Ma prima di affrontare questi argomenti occorre fare una precisazione: il Giappone aveva già conosciuto in prima persona i problemi nucleari. Esattamente il 6 Agosto del 1945 conobbe Little Boy e tre giorni dopo Fat Man, portavoci della nuova frontiera energetica. Avevano quindi avuto modo di testare dettagliatamente il senso e la portata di questo tipo di problematiche.
Si dirà che non tutto il nucleare è uguale: l'uso civile di questa energia non può essere minimamente paragonato all'uso bellico. Potrei essere d'accordo, ma fino ad un certo punto. Gli effetti devastanti di una difficoltosa gestione del nucleare civile non sono meno imponenti di quelli bellici. Ricordiamoci Chenobyl, e l'immissione nella vita di noi europei di inquinanti che hanno fatto salire alle stelle le disfunzioni della tiroide, ad esempio.

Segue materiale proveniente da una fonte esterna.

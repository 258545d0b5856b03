//! Webhook signature extractor.
//!
//! When a webhook secret is configured, requests must carry:
//!
//! - `X-Timestamp`: RFC 3339 time within [`MAX_CLOCK_SKEW_SECS`] of now
//! - `X-Signature`: lowercase hex SHA-256 of `"{timestamp}\n{body}\n{secret}"`

use axum::body::Bytes;
use axum::extract::{FromRequest, Request};
use axum::http::HeaderMap;
use chrono::{DateTime, Utc};
use sha2::{Digest, Sha256};
use subtle::ConstantTimeEq;

use crate::error::AppError;
use crate::state::AppState;

pub const TIMESTAMP_HEADER: &str = "x-timestamp";
pub const SIGNATURE_HEADER: &str = "x-signature";

/// Accepted distance between the sender's timestamp and local time.
pub const MAX_CLOCK_SKEW_SECS: i64 = 300;

/// Why a signed request was rejected.
#[derive(Debug, PartialEq, Eq, thiserror::Error)]
pub enum SignatureError {
    #[error("Missing {0} header")]
    MissingHeader(&'static str),
    #[error("Invalid timestamp")]
    InvalidTimestamp,
    #[error("Timestamp outside allowed window")]
    Expired,
    #[error("Invalid signature")]
    Mismatch,
}

/// Raw request body, verified against the webhook secret when one is set.
///
/// Consumes the body, so it must be the last handler argument:
///
/// ```ignore
/// async fn handler(State(state): State<AppState>, SignedBody(body): SignedBody) { .. }
/// ```
#[derive(Debug, Clone)]
pub struct SignedBody(pub Bytes);

impl FromRequest<AppState> for SignedBody {
    type Rejection = AppError;

    async fn from_request(req: Request, state: &AppState) -> Result<Self, Self::Rejection> {
        let headers = req.headers().clone();
        let body = Bytes::from_request(req, state)
            .await
            .map_err(|e| AppError::BadRequest(e.body_text()))?;

        if let Some(secret) = state.config.webhook_secret.as_deref() {
            verify_request(&headers, &body, secret, Utc::now()).map_err(|e| {
                tracing::warn!(error = %e, "Rejected webhook request");
                AppError::Unauthorized(e.to_string())
            })?;
        }

        Ok(SignedBody(body))
    }
}

/// Check the signature headers of a request against `body`.
pub fn verify_request(
    headers: &HeaderMap,
    body: &[u8],
    secret: &str,
    now: DateTime<Utc>,
) -> Result<(), SignatureError> {
    let timestamp = header_str(headers, TIMESTAMP_HEADER)?;
    let signature = header_str(headers, SIGNATURE_HEADER)?;

    let sent_at = DateTime::parse_from_rfc3339(timestamp)
        .map_err(|_| SignatureError::InvalidTimestamp)?
        .with_timezone(&Utc);
    if (now - sent_at).num_seconds().abs() > MAX_CLOCK_SKEW_SECS {
        return Err(SignatureError::Expired);
    }

    let expected = sign(timestamp, body, secret);
    if !signatures_match(&expected, signature) {
        return Err(SignatureError::Mismatch);
    }
    Ok(())
}

/// Hex SHA-256 signature for `body` sent at `timestamp`.
pub fn sign(timestamp: &str, body: &[u8], secret: &str) -> String {
    let mut hasher = Sha256::new();
    hasher.update(timestamp.as_bytes());
    hasher.update(b"\n");
    hasher.update(body);
    hasher.update(b"\n");
    hasher.update(secret.as_bytes());
    format!("{:x}", hasher.finalize())
}

fn header_str<'a>(headers: &'a HeaderMap, name: &'static str) -> Result<&'a str, SignatureError> {
    headers
        .get(name)
        .and_then(|v| v.to_str().ok())
        .filter(|v| !v.is_empty())
        .ok_or(SignatureError::MissingHeader(name))
}

/// Constant-time comparison; differing lengths never match.
fn signatures_match(expected: &str, provided: &str) -> bool {
    expected.as_bytes().ct_eq(provided.as_bytes()).into()
}

// ---------------------------------------------------------------------------
// Tests
// ---------------------------------------------------------------------------
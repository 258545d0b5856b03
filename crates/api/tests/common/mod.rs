#![allow(dead_code)]

use std::path::PathBuf;
use std::sync::Arc;

use axum::body::Body;
use axum::http::{Method, Request};
use axum::response::Response;
use axum::Router;
use catcher_api::config::ServerConfig;
use catcher_api::router::build_app_router;
use catcher_api::state::AppState;
use catcher_worker::JobService;
use http_body_util::BodyExt;
use sqlx::SqlitePool;
use tower::ServiceExt;

/// Build a test `ServerConfig` with safe defaults and no webhook secret.
pub fn test_config() -> ServerConfig {
    ServerConfig {
        host: [127, 0, 0, 1].into(),
        port: 0,
        db_path: PathBuf::from(":memory:"),
        config_path: PathBuf::from("/nonexistent/catcher.toml"),
        poll_interval_secs: 5,
        max_retries: 3,
        webhook_secret: None,
        request_timeout_secs: 30,
        shutdown_timeout_secs: 10,
    }
}

/// Build the full application router over `pool`, exactly as the binary does.
pub fn build_test_app(pool: SqlitePool) -> Router {
    build_app_with_config(pool, test_config())
}

/// Same as [`build_test_app`] with webhook signatures required.
pub fn build_signed_test_app(pool: SqlitePool, secret: &str) -> Router {
    let config = ServerConfig {
        webhook_secret: Some(secret.to_string()),
        ..test_config()
    };
    build_app_with_config(pool, config)
}

fn build_app_with_config(pool: SqlitePool, config: ServerConfig) -> Router {
    let state = AppState {
        service: JobService::new(pool),
        config: Arc::new(config),
    };
    build_app_router(state)
}

/// Issue a GET request.
pub async fn get(app: Router, uri: &str) -> Response {
    app.oneshot(Request::get(uri).body(Body::empty()).unwrap())
        .await
        .unwrap()
}

/// Issue a POST request with a JSON body.
pub async fn post_json(app: Router, uri: &str, body: &str) -> Response {
    let request = Request::builder()
        .method(Method::POST)
        .uri(uri)
        .header("content-type", "application/json")
        .body(Body::from(body.to_string()))
        .unwrap();
    app.oneshot(request).await.unwrap()
}

/// Collect a response body and parse it as JSON.
pub async fn body_json(response: Response) -> serde_json::Value {
    let bytes = response.into_body().collect().await.unwrap().to_bytes();
    serde_json::from_slice(&bytes).unwrap()
}
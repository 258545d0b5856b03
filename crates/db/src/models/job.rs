//! Job entity model.

use catcher_core::job::JobStatus;
use catcher_core::types::{serialize_timestamp, DbId, Timestamp};
use serde::Serialize;
use sqlx::FromRow;

/// A row from the `jobs` table.
///
/// This is also the record the HTTP layer serializes: timestamps use the
/// fixed `YYYY-MM-DDTHH:MM:SSZ` format and `error` is `""` when none has
/// been recorded.
#[derive(Debug, Clone, PartialEq, Eq, FromRow, Serialize)]
pub struct Job {
    pub id: DbId,
    pub url: String,
    #[sqlx(try_from = "String")]
    pub status: JobStatus,
    /// Number of successful claims. Only ever incremented.
    pub attempts: i64,
    pub error: String,
    #[serde(serialize_with = "serialize_timestamp")]
    pub created_at: Timestamp,
    #[serde(serialize_with = "serialize_timestamp")]
    pub updated_at: Timestamp,
}
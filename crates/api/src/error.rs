use axum::http::StatusCode;
use axum::response::{IntoResponse, Response};
use catcher_core::error::CoreError;
use catcher_worker::ServiceError;
use serde_json::json;

/// Application-level error type for HTTP handlers.
///
/// Wraps [`CoreError`] for domain errors and adds HTTP-specific variants.
/// Implements [`IntoResponse`] to produce consistent JSON error responses.
#[derive(Debug, thiserror::Error)]
pub enum AppError {
    /// A domain-level error from `catcher_core`.
    #[error(transparent)]
    Core(#[from] CoreError),

    /// A database error from sqlx.
    #[error("Database error: {0}")]
    Database(#[from] sqlx::Error),

    /// A bad request with a human-readable message.
    #[error("Bad request: {0}")]
    BadRequest(String),

    /// Missing or invalid webhook signature.
    #[error("Unauthorized: {0}")]
    Unauthorized(String),

    /// An internal error with a human-readable message.
    #[error("Internal error: {0}")]
    InternalError(String),
}

/// Convenience type alias for handler return values.
pub type AppResult<T> = Result<T, AppError>;

impl From<ServiceError> for AppError {
    fn from(err: ServiceError) -> Self {
        match err {
            ServiceError::Core(core) => AppError::Core(core),
            ServiceError::Database(db) => AppError::Database(db),
        }
    }
}

impl IntoResponse for AppError {
    fn into_response(self) -> Response {
        let (status, code, message) = match &self {
            // --- CoreError variants ---
            AppError::Core(core) => match core {
                CoreError::NotFound { entity, id } => (
                    StatusCode::NOT_FOUND,
                    "NOT_FOUND",
                    format!("{entity} with id {id} not found"),
                ),
                CoreError::InvalidUrl(url) => (
                    StatusCode::BAD_REQUEST,
                    "VALIDATION_ERROR",
                    format!("invalid URL: {url:?}"),
                ),
                CoreError::Validation(msg) => {
                    (StatusCode::BAD_REQUEST, "VALIDATION_ERROR", msg.clone())
                }
                CoreError::Internal(msg) => {
                    tracing::error!(error = %msg, "Internal core error");
                    internal()
                }
            },

            // --- Database errors ---
            AppError::Database(err) => classify_sqlx_error(err),

            // --- HTTP-specific errors ---
            AppError::BadRequest(msg) => (StatusCode::BAD_REQUEST, "BAD_REQUEST", msg.clone()),
            AppError::Unauthorized(msg) => {
                (StatusCode::UNAUTHORIZED, "UNAUTHORIZED", msg.clone())
            }
            AppError::InternalError(msg) => {
                tracing::error!(error = %msg, "Internal error");
                internal()
            }
        };

        let body = json!({
            "error": message,
            "code": code,
        });

        (status, axum::Json(body)).into_response()
    }
}

fn internal() -> (StatusCode, &'static str, String) {
    (
        StatusCode::INTERNAL_SERVER_ERROR,
        "INTERNAL_ERROR",
        "An internal error occurred".to_string(),
    )
}

/// Classify a sqlx error into an HTTP status, error code, and message.
///
/// `RowNotFound` maps to 404; everything else is logged and sanitized to 500.
fn classify_sqlx_error(err: &sqlx::Error) -> (StatusCode, &'static str, String) {
    match err {
        sqlx::Error::RowNotFound => (
            StatusCode::NOT_FOUND,
            "NOT_FOUND",
            "Resource not found".to_string(),
        ),
        other => {
            tracing::error!(error = %other, "Database error");
            internal()
        }
    }
}
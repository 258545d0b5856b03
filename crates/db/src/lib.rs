//! SQLite persistence for catcher jobs.
//!
//! The database is embedded and owned by a single process; all coordination
//! between the HTTP listener and the worker goes through the conditional
//! updates in [`repositories::JobRepo`].

use std::path::Path;
use std::time::Duration;

use sqlx::sqlite::{SqliteConnectOptions, SqliteJournalMode, SqlitePoolOptions};

pub mod models;
pub mod repositories;

pub type DbPool = sqlx::SqlitePool;

/// How long a writer waits on a locked database before giving up.
const BUSY_TIMEOUT: Duration = Duration::from_secs(5);

/// Open (creating if needed) the database file at `path`.
///
/// The parent directory is created as well.
pub async fn create_pool(path: &Path) -> Result<DbPool, sqlx::Error> {
    if let Some(parent) = path.parent().filter(|p| !p.as_os_str().is_empty()) {
        std::fs::create_dir_all(parent)?;
    }

    let options = SqliteConnectOptions::new()
        .filename(path)
        .create_if_missing(true)
        .journal_mode(SqliteJournalMode::Wal)
        .busy_timeout(BUSY_TIMEOUT);

    SqlitePoolOptions::new()
        .max_connections(5)
        .connect_with(options)
        .await
}

/// Run a trivial query to confirm the database is reachable.
pub async fn health_check(pool: &DbPool) -> Result<(), sqlx::Error> {
    sqlx::query("SELECT 1").execute(pool).await?;
    Ok(())
}

/// Apply any pending migrations from `crates/db/migrations`.
pub async fn run_migrations(pool: &DbPool) -> Result<(), sqlx::migrate::MigrateError> {
    sqlx::migrate!("./migrations").run(pool).await
}
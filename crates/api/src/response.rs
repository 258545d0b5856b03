//! Shared response envelope for API handlers.
//!
//! Successful responses use a `{ "data": ... }` envelope; use [`DataResponse`]
//! rather than ad-hoc `serde_json::json!({ "data": ... })`.

use serde::Serialize;

/// Standard `{ "data": T }` response envelope.
#[derive(Debug, Serialize)]
pub struct DataResponse<T: Serialize> {
    pub data: T,
}
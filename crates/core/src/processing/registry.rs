//! Ordered, immutable set of processors with first-match-wins lookup.

use std::sync::Arc;

use super::command::CommandProcessor;
use super::config::{ProcessorConfig, ProcessorConfigError};
use super::executor::UrlProcessor;

/// Processors in registration order.
///
/// Built once at startup and shared by reference; there is no way to add or
/// remove a processor afterwards.
#[derive(Clone, Default)]
pub struct ProcessorRegistry {
    processors: Vec<Arc<dyn UrlProcessor>>,
}

impl ProcessorRegistry {
    pub fn new(processors: Vec<Arc<dyn UrlProcessor>>) -> Self {
        Self { processors }
    }

    /// Build a [`CommandProcessor`] for every definition, preserving order.
    ///
    /// Fails on the first definition that does not validate.
    pub fn from_configs(configs: &[ProcessorConfig]) -> Result<Self, ProcessorConfigError> {
        let processors = configs
            .iter()
            .map(|config| {
                CommandProcessor::from_config(config)
                    .map(|p| Arc::new(p) as Arc<dyn UrlProcessor>)
            })
            .collect::<Result<Vec<_>, _>>()?;
        Ok(Self::new(processors))
    }

    /// The first processor whose pattern matches `url`, if any.
    pub fn find(&self, url: &str) -> Option<&Arc<dyn UrlProcessor>> {
        self.processors.iter().find(|p| p.matches(url))
    }

    pub fn processors(&self) -> &[Arc<dyn UrlProcessor>] {
        &self.processors
    }

    pub fn len(&self) -> usize {
        self.processors.len()
    }

    pub fn is_empty(&self) -> bool {
        self.processors.is_empty()
    }
}

impl std::fmt::Debug for ProcessorRegistry {
    fn fmt(&self, f: &mut std::fmt::Formatter<'_>) -> std::fmt::Result {
        f.debug_list()
            .entries(self.processors.iter().map(|p| p.name()))
            .finish()
    }
}

// ---------------------------------------------------------------------------
// Tests
// ---------------------------------------------------------------------------

#[cfg(test)]
mod tests {
    use std::path::Path;

    use assert_matches::assert_matches;
    use async_trait::async_trait;
    use tokio_util::sync::CancellationToken;

    use super::*;
    use crate::processing::executor::{ProcessError, ProcessRequest};

    struct StubProcessor {
        name: &'static str,
        matcher: fn(&str) -> bool,
    }

    #[async_trait]
    impl UrlProcessor for StubProcessor {
        fn name(&self) -> &str {
            self.name
        }

        fn target_dir(&self) -> &Path {
            Path::new("/tmp")
        }

        fn matches(&self, url: &str) -> bool {
            (self.matcher)(url)
        }

        async fn process(
            &self,
            _request: &ProcessRequest,
            _cancel: &CancellationToken,
        ) -> Result<(), ProcessError> {
            Ok(())
        }
    }

    fn stub(name: &'static str, matcher: fn(&str) -> bool) -> Arc<dyn UrlProcessor> {
        Arc::new(StubProcessor { name, matcher })
    }

    #[test]
    fn first_registered_match_wins() {
        let registry = ProcessorRegistry::new(vec![
            stub("youtube", |u| u == "https://youtube.com/watch"),
            stub("generic", |_| true),
            stub("shadowed", |u| u == "https://youtube.com/watch"),
        ]);

        let found = registry.find("https://youtube.com/watch").expect("match");
        assert_eq!(found.name(), "youtube");

        let found = registry.find("https://other.com/video").expect("match");
        assert_eq!(found.name(), "generic");
    }

    #[test]
    fn no_match_returns_none() {
        let registry = ProcessorRegistry::new(vec![stub("specific", |u| u == "specific-url")]);
        assert!(registry.find("other-url").is_none());
    }

    #[test]
    fn empty_registry_matches_nothing() {
        let registry = ProcessorRegistry::default();
        assert!(registry.is_empty());
        assert_eq!(registry.len(), 0);
        assert!(registry.find("https://example.com").is_none());
    }

    #[test]
    fn from_configs_preserves_order() {
        let configs = vec![
            ProcessorConfig {
                name: "first".to_string(),
                pattern: "example".to_string(),
                command: "echo".to_string(),
                args: vec![],
                target_dir: Some("/tmp/catcher-first".to_string()),
                isolate: None,
            },
            ProcessorConfig {
                name: "second".to_string(),
                pattern: ".*".to_string(),
                command: "echo".to_string(),
                args: vec![],
                target_dir: Some("/tmp/catcher-second".to_string()),
                isolate: Some(false),
            },
        ];

        let registry = ProcessorRegistry::from_configs(&configs).expect("build");
        let names: Vec<_> = registry.processors().iter().map(|p| p.name()).collect();
        assert_eq!(names, ["first", "second"]);
        assert_eq!(registry.find("https://example.com").unwrap().name(), "first");
        assert_eq!(registry.find("https://other.org").unwrap().name(), "second");
    }

    #[test]
    fn from_configs_rejects_bad_pattern() {
        let configs = vec![ProcessorConfig {
            name: "bad".to_string(),
            pattern: "[invalid".to_string(),
            command: "echo".to_string(),
            args: vec![],
            target_dir: None,
            isolate: None,
        }];
        assert_matches!(
            ProcessorRegistry::from_configs(&configs),
            Err(ProcessorConfigError::InvalidPattern { .. })
        );
    }
}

"La contaminazione di Chernobyl corrisponde a circa 100 volte l'effetto contaminante combinato delle bombe di Hiroshima e Nagasaki."[1]
Davanti ad una frase del genere la distinzione tra nucleare civile e bellico diventa ridicola. Certo, le bombe furono sganciate apposta e le fughe radioattive invece no. E con questo?
Il Giappone importa la maggior parte delle risorse necessarie al proprio fabbisogno energetico. E' la terza potenza economica mondiale dopo USA e Cina ed il terzo maggiore consumatore di petrolio. Attualmente le centrali idroelettriche coprono l'11% del fabbisogno nazionale, mentre le centrali nucleari ne forniscono il 30%. E' chiaro che senza quel 30% di nucleare il deficit energetico sarebbe imponente per questo paese che ha pochissime risorse nel proprio territorio. La coesistenza con queste mine vaganti rappresenta quindi la strada maestra per restare nella competizione internazionale.
Non si tratta quindi di sapere solo quanto sia difficile da gestire una centrale nucleare, quanto sia pericolosa l'eventuale fuoriuscita di materiale radiattivo, ma anche di calcolare quanto in primo piano possa andare la produzione del terziario che garantisce al Giappone una discreta superiorità internazionale.
Nello scontro tra danni collaterali e calcoli di crescita vincono sempre questi ultimi, tanto in ambito industriale che finanziario. Questa è la cosa grave.
Questa è la cifra del Progresso, queste sono le regole del Mercato.La scelta di ridurre la produzione energetica per premunirsi contro quei disastri nucleari che si stanno manifestando in questi giorni, avrebbe comportato una minore penetrazione dei colossi nipponici dell'elettronica e della meccanica nei mercati internazionali. Il gioco (chiamiamolo così) non sta nella moderazione, ma nell'avanzamento di posizioni rispetto alle dinamiche economiche mondiali.
Certo, si sarebbe potuto giocare la pedina delle energie alternative. Ma l'apparato industriale (così come spiegato in un mio precedente articolo [2]) non cura questi interessi, e si muove su profili molto diversi. Il gioco consiste nel far funzionare al meglio le parti che sono messe a disposizione dei giocatori. Non è ammessa l'introduzione di pezzi che non siano adeguatamente sponsorizzati da lobbies.
E così, dopo avere toccato con mano il significato dell'inquinamento nucleare da una parte, e della crescita industriale dall'altra, i vertici della piramide sociale del Sol Levante decisero che sì, il gioco valeva la candela.
Da bravi ingranaggi che muovono ingranaggi ancora più grandi, anche loro diedero il loro apporto per la crescita mondiale.Hiroshima e Nagasaki erano ormai episodi lontani, ed il dramma nucleare in un paese costantemente flagellato da terremoti un'evenienza statisticamente irrilevante.
E comunque molto meno importante del PIL.